▶ **Stored records**:
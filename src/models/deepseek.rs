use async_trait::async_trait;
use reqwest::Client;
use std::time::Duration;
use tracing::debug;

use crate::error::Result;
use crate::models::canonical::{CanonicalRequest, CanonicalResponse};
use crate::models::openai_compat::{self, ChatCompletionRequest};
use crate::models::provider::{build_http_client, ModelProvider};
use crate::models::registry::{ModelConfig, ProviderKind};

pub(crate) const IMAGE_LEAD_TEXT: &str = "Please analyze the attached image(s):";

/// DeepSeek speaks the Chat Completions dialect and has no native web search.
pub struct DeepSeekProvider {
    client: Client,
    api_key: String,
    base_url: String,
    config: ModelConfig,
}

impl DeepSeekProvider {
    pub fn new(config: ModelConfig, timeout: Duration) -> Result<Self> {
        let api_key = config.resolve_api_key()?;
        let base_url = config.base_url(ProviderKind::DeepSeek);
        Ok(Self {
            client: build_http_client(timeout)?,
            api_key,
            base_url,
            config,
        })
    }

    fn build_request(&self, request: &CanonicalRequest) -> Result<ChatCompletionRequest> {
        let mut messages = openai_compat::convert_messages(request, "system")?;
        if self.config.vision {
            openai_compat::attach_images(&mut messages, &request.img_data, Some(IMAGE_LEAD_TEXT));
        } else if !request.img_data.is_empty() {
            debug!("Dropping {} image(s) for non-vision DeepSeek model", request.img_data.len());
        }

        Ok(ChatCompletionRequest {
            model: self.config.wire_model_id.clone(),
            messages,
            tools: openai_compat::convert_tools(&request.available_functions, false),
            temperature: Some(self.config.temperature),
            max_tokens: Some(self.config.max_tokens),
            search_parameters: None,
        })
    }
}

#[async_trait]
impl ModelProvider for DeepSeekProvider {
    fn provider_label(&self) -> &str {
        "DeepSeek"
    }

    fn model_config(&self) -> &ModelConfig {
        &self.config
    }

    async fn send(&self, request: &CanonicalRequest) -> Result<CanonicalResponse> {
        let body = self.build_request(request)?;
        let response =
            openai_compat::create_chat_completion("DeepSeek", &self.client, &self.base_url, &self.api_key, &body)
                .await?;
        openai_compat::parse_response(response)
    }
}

* * *

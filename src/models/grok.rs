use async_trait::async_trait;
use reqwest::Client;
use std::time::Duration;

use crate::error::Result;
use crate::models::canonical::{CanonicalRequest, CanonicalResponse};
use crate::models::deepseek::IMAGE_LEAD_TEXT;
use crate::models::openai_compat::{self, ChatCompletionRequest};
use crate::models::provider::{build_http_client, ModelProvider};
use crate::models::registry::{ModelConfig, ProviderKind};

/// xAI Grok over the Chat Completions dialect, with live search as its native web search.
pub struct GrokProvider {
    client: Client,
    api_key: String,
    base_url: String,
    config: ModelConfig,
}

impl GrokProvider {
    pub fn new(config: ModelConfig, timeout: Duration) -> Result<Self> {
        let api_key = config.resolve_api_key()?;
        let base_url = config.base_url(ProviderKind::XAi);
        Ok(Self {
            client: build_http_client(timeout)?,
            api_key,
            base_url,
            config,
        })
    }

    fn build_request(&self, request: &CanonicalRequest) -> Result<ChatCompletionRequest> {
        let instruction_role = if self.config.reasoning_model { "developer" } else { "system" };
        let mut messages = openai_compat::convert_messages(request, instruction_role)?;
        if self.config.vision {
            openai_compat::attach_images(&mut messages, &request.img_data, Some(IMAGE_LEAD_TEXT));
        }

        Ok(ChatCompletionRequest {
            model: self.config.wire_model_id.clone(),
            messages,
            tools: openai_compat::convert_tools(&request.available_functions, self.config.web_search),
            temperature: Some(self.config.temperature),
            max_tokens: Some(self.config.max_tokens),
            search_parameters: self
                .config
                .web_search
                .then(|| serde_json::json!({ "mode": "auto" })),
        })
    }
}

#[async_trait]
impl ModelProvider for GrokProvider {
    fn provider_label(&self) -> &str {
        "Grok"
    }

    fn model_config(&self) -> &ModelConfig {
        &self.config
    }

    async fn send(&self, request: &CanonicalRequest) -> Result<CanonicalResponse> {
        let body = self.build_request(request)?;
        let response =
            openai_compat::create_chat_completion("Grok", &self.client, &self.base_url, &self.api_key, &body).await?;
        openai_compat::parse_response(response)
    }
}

▶ **Exercise**: Copy down each line in the entries that has the word "native".

▶ **Task answer**:
/// DeepSeek speaks the Chat Completions dialect and has no native web search.
/// xAI Grok over the Chat Completions dialect, with live search as its native web search.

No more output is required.